Earlier this morning, Portugal's central bank appeared to take aim at a key concept in the world of debt investing by inflicting losses on some —but not other—bank bonds. Five senior bonds worth about 2 billion euros ($2.1 billion) are being transferred from Novo Banco SA to Banco Espirito Santo SA, the bad bank that emerged from the breakup of the lender last year and which is due to be liquidated sometime in the near future. The move is meant to help recapitalize Novo Banco following a lackluster showing at the European Central Bank's stress tests.
But the transfer has also left many debt investors scratching their heads and others raging from the rooftops since the move appears to fly in the face of the pari passu (literally "equal footing") notion that demands creditors be treated equally and without preference.
Here for instance is, Mark Holman, chief executive at TwentyFour Asset Management, a London-based investment manager that says it owns a "small amount" of some of the doomed bonds:
We had assumed that at the point of non-viability or at the point of a capital shortfall, anything could happen - even events that we had never seen before. However we did also assume that certain protocols would be adhered to. The equal ranking language that sits in every prospectus is a core value that we never thought would be broken. However, in the event of bail in the Central Bank claims the right to change all the rules, including this one. If this is indeed the case then we can expect a great deal of legal wrangling in the future, along with increased uncertainty. It will also hinder the recovery of the good banks in the future if bond investors cannot trust the basic rules in a prospectus or the hierarchy of losses.

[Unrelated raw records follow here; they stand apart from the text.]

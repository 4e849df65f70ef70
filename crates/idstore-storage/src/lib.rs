//! # idstore-storage
//!
//! Storage provider traits for the idstore identity backends.
//!
//! This crate defines the contracts that every identity storage backend
//! must implement. It does not contain any implementations — those are
//! provided by separate crates (`idstore-postgres`, `idstore-fs`).
//!
//! ## Overview
//!
//! The two traits are [`UserStore`] and [`RoleStore`]. Together they
//! cover the full persistence surface a membership host expects: record
//! CRUD, case-insensitive name/email lookup, per-attribute access,
//! role membership, claims and external logins. Every operation is
//! implemented by every backend; a partial store violates the host
//! contract.
//!
//! ## Conventions
//!
//! - Lookups return `Ok(None)` for missing records; only mutations
//!   against missing records produce [`StorageError::NotFound`].
//! - Updates reassign the record's concurrency stamp; a stale stamp is
//!   rejected with [`StorageError::ConcurrencyConflict`], retryable after
//!   re-reading the record.
//! - Cancellation is drop-based: dropping an operation future abandons
//!   it before the next I/O call.
//!
//! ## Example
//!
//! ```ignore
//! use idstore_storage::{StorageError, UserStore};
//!
//! async fn must_find(store: &dyn UserStore, id: &str) -> Result<idstore_core::User, StorageError> {
//!     store
//!         .find_by_id(id)
//!         .await?
//!         .ok_or_else(|| StorageError::not_found("user", id))
//! }
//! ```

pub mod error;
pub mod role;
pub mod user;

pub use error::{ErrorCategory, StorageError, StorageResult};
pub use role::RoleStore;
pub use user::UserStore;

CreditSights analysts led by Simon Adamson also see the potential for legal wrangling in the future, noting that "it is possible that there will be legal challenges from holders of the five bonds, on the basis they rank pari passu with the other senior bondholders, but the legal position is unclear." Indeed, they posit that one of the potential reasons the five bonds were selected for transfer is that they were issued out of the bank's Lisbon headquarters rather than out of international branches such as London (where pari passu has its own distinct legal history).

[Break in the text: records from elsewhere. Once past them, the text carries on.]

//! Identifier generation, validation and conversion.
//!
//! Stores persist identifiers in a canonical string form. Hosts whose key
//! type is not a plain string supply an [`IdCodec`] at store construction:
//! a pair of statically known conversion functions between the external
//! string representation and the canonical persisted form.

use thiserror::Error;

/// Errors produced by identifier validation and conversion.
#[derive(Debug, Error)]
pub enum IdError {
    /// The identifier was empty.
    #[error("identifier is empty")]
    Empty,

    /// The identifier exceeded the maximum length.
    #[error("identifier exceeds {max} characters")]
    TooLong {
        /// Maximum permitted length.
        max: usize,
    },

    /// The identifier contained a character outside the permitted set.
    #[error("identifier contains invalid character {0:?}")]
    InvalidCharacter(char),

    /// The identifier was not a valid UUID.
    #[error("identifier is not a valid UUID: {0}")]
    NotAUuid(String),
}

/// Maximum identifier length accepted by the stores.
///
/// Matches the 128-character key columns of the relational schema.
pub const MAX_ID_LEN: usize = 128;

/// Generates a fresh identifier: a lowercase hyphenated UUID v4.
///
/// The first two characters are always hex digits, so generated ids map
/// directly onto the file backend's two-character bucket scheme.
#[must_use]
pub fn generate_id() -> String {
    uuid::Uuid::new_v4().to_string()
}

/// Generates a fresh opaque concurrency stamp.
#[must_use]
pub fn new_concurrency_stamp() -> String {
    uuid::Uuid::new_v4().to_string()
}

/// Validates an identifier in canonical form.
///
/// Accepts ASCII alphanumerics, `-` and `_`, up to [`MAX_ID_LEN`]
/// characters. The character set keeps ids safe to embed in file paths
/// and SQL parameters alike.
///
/// # Errors
///
/// Returns an [`IdError`] describing the first violation found.
pub fn validate_id(id: &str) -> Result<(), IdError> {
    if id.is_empty() {
        return Err(IdError::Empty);
    }
    if id.len() > MAX_ID_LEN {
        return Err(IdError::TooLong { max: MAX_ID_LEN });
    }
    if let Some(c) = id
        .chars()
        .find(|c| !(c.is_ascii_alphanumeric() || *c == '-' || *c == '_'))
    {
        return Err(IdError::InvalidCharacter(c));
    }
    Ok(())
}

/// Conversion function from an externally supplied id string to the
/// canonical persisted form.
pub type DecodeId = fn(&str) -> Result<String, IdError>;

/// Conversion function from the canonical persisted form back to the
/// external representation.
pub type EncodeId = fn(&str) -> String;

/// Conversion policy between host-side identifier strings and the
/// canonical form the stores persist.
///
/// Every inbound identifier passes through [`IdCodec::decode`] before any
/// I/O, which doubles as the precondition check for malformed ids. The
/// default policy accepts opaque ids verbatim after shape validation;
/// [`IdCodec::uuid`] additionally requires a parseable UUID and
/// canonicalizes it to lowercase hyphenated form.
#[derive(Clone, Copy)]
pub struct IdCodec {
    decode: DecodeId,
    encode: EncodeId,
}

impl IdCodec {
    /// Builds a codec from an explicit conversion function pair.
    #[must_use]
    pub fn new(decode: DecodeId, encode: EncodeId) -> Self {
        Self { decode, encode }
    }

    /// Opaque-string policy: ids are persisted as supplied, after shape
    /// validation.
    #[must_use]
    pub fn opaque() -> Self {
        Self::new(
            |raw| {
                validate_id(raw)?;
                Ok(raw.to_string())
            },
            str::to_string,
        )
    }

    /// UUID policy: ids must parse as UUIDs and are canonicalized to
    /// lowercase hyphenated form.
    #[must_use]
    pub fn uuid() -> Self {
        Self::new(
            |raw| {
                let parsed =
                    uuid::Uuid::parse_str(raw).map_err(|_| IdError::NotAUuid(raw.to_string()))?;
                Ok(parsed.to_string())
            },
            str::to_string,
        )
    }

    /// Converts an external id string to canonical form.
    ///
    /// # Errors
    ///
    /// Returns an [`IdError`] when the id fails the policy's validation.
    pub fn decode(&self, raw: &str) -> Result<String, IdError> {
        (self.decode)(raw)
    }

    /// Converts a canonical id back to its external representation.
    #[must_use]
    pub fn encode(&self, id: &str) -> String {
        (self.encode)(id)
    }
}

impl Default for IdCodec {
    fn default() -> Self {
        Self::opaque()
    }
}

impl std::fmt::Debug for IdCodec {
    fn fmt(&self, f: &mut std::fmt::Formatter<'_>) -> std::fmt::Result {
        f.debug_struct("IdCodec").finish_non_exhaustive()
    }
}

#[cfg(test)]
mod tests {
    use super::*;

    #[test]
    fn test_generate_id_is_bucketable() {
        let id = generate_id();
        assert_eq!(id.len(), 36);
        let bucket: Vec<char> = id.chars().take(2).collect();
        assert!(bucket.iter().all(|c| c.is_ascii_hexdigit()));
        assert!(bucket.iter().all(|c| !c.is_ascii_uppercase()));
    }

    #[test]
    fn test_validate_id_accepts_common_shapes() {
        assert!(validate_id(&generate_id()).is_ok());
        assert!(validate_id("u1").is_ok());
        assert!(validate_id("user_42-a").is_ok());
    }

    #[test]
    fn test_validate_id_rejects_bad_shapes() {
        assert!(matches!(validate_id(""), Err(IdError::Empty)));
        assert!(matches!(
            validate_id("a/b"),
            Err(IdError::InvalidCharacter('/'))
        ));
        assert!(matches!(
            validate_id("a.b"),
            Err(IdError::InvalidCharacter('.'))
        ));
        let long = "x".repeat(MAX_ID_LEN + 1);
        assert!(matches!(validate_id(&long), Err(IdError::TooLong { .. })));
    }

    #[test]
    fn test_opaque_codec_passes_through() {
        let codec = IdCodec::default();
        assert_eq!(codec.decode("u1").unwrap(), "u1");
        assert_eq!(codec.encode("u1"), "u1");
        assert!(codec.decode("").is_err());
    }

    #[test]
    fn test_uuid_codec_canonicalizes() {
        let codec = IdCodec::uuid();
        let canonical = codec
            .decode("D9428888-122B-11E1-B85C-61CD3CBB3210")
            .unwrap();
        assert_eq!(canonical, "d9428888-122b-11e1-b85c-61cd3cbb3210");
        assert!(codec.decode("not-a-uuid").is_err());
    }
}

In any case, prices of the affected bonds took a nosedive this morning. Here, for example, are those notes due July 15, 2016:
To further complicate matters, it appears the technicalities of the transfer mean that credit default swaps (CDS) tied to the affected bonds might not be triggered, preventing investors from recouping some of their losses through the insurance-like payments. As noted by analysts at Bespoke Investment Group, CDS on Novo Banco has actually tightened this morning, presumably in light of the strengthening of the bank's capital ratios. Everything else, however, remains a mess: "In a European market that hardly gets out of bed from the week of Christmas through the new year, this is a massive problem, with bondholders and dealers unable to mark positions due to legal uncertainty and the transferred bonds going from dollar prices in the 90s to less than 15 cents on the dollar overnight." On the plus side, CreditSights analysts add (rather dryly) that "prices on senior bonds remaining in Banco Novo should rally."